- **What is required**: What you produce should be every line from the data that includes "NotifyError".

Saved data entries
·····
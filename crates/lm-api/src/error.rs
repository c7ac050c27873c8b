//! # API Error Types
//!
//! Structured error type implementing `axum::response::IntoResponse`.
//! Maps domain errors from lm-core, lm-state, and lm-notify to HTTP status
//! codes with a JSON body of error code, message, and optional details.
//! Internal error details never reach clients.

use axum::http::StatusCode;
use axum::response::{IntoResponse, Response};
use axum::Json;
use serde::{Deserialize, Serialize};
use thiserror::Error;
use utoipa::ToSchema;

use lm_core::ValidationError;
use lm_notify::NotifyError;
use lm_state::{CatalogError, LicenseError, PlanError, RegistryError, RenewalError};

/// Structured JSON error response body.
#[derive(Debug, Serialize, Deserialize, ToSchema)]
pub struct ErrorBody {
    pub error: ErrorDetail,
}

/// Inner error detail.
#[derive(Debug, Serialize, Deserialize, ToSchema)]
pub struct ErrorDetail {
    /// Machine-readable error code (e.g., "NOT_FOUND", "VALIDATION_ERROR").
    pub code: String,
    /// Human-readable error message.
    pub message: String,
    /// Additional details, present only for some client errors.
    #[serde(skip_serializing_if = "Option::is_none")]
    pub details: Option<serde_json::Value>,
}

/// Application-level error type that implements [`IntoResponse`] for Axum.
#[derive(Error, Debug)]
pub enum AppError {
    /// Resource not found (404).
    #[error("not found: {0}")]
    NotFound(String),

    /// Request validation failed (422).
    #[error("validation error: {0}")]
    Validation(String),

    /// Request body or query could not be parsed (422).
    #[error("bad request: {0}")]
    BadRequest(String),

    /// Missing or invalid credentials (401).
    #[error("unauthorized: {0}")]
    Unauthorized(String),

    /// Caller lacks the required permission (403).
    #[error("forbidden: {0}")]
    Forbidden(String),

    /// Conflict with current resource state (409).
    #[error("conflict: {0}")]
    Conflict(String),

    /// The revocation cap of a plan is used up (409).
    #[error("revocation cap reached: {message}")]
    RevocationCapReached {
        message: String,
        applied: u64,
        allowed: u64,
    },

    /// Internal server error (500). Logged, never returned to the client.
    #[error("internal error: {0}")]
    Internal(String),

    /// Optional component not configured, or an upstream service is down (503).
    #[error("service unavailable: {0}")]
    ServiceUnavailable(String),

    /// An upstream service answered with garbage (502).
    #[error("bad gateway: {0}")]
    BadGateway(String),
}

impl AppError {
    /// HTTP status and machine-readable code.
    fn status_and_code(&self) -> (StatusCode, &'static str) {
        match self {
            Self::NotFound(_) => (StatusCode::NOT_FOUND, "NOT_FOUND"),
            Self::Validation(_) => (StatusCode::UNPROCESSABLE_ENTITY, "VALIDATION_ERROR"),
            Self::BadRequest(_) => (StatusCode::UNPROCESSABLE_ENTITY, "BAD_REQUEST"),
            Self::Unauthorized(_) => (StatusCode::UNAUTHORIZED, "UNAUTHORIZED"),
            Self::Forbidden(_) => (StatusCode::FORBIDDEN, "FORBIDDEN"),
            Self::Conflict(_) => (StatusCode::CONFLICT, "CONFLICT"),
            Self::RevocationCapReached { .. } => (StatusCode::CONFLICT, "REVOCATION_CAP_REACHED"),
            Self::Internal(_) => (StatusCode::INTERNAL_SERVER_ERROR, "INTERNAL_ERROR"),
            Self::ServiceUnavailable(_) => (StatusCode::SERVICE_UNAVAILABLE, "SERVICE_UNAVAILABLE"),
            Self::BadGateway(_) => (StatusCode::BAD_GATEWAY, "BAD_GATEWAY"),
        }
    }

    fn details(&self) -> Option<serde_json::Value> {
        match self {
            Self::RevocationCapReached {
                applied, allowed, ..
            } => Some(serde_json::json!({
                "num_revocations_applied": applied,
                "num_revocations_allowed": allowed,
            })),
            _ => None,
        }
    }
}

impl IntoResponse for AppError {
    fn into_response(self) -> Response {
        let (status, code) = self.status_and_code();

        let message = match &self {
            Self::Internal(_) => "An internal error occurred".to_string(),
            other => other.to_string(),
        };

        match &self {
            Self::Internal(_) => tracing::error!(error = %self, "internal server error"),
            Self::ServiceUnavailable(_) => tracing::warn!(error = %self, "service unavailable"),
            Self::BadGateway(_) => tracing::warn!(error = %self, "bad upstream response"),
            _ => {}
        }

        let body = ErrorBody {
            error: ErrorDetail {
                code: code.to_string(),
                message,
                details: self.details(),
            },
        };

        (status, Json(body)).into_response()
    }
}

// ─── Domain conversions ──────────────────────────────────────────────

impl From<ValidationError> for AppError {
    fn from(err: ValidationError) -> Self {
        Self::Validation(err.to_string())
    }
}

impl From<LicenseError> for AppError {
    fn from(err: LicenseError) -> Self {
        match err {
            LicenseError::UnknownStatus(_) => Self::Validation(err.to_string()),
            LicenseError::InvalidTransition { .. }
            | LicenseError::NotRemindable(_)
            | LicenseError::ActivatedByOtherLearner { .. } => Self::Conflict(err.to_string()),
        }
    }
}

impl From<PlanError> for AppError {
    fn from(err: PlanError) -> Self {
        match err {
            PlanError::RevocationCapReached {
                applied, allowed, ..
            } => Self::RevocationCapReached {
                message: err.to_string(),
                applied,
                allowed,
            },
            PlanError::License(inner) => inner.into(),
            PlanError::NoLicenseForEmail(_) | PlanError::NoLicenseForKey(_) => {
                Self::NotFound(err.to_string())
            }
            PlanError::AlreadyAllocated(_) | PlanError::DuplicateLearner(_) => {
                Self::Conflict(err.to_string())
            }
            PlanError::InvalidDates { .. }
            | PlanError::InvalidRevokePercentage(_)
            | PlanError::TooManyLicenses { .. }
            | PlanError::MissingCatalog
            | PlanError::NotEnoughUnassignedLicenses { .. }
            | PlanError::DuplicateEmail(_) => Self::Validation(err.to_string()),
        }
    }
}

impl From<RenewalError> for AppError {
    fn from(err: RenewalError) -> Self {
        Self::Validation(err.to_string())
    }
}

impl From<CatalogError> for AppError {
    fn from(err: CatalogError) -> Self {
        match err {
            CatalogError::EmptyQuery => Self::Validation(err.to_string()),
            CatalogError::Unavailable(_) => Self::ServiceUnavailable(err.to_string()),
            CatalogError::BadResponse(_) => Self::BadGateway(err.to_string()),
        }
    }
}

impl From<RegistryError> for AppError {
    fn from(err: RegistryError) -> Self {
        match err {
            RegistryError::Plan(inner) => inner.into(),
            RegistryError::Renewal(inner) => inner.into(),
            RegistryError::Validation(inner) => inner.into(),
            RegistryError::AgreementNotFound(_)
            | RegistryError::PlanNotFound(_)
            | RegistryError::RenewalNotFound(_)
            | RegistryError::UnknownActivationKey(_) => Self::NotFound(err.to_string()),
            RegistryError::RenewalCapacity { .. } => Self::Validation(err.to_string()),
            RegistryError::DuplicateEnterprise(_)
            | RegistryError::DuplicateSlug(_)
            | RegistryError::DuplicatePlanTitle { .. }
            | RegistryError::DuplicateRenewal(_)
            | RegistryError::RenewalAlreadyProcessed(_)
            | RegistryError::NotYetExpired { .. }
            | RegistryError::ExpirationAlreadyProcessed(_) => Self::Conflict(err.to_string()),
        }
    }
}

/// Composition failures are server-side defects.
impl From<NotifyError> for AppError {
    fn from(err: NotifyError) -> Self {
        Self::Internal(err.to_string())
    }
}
·····
- **Response below**:
use lm_notify::NotifyError;
impl From<NotifyError> for AppError {
    fn from(err: NotifyError) -> Self {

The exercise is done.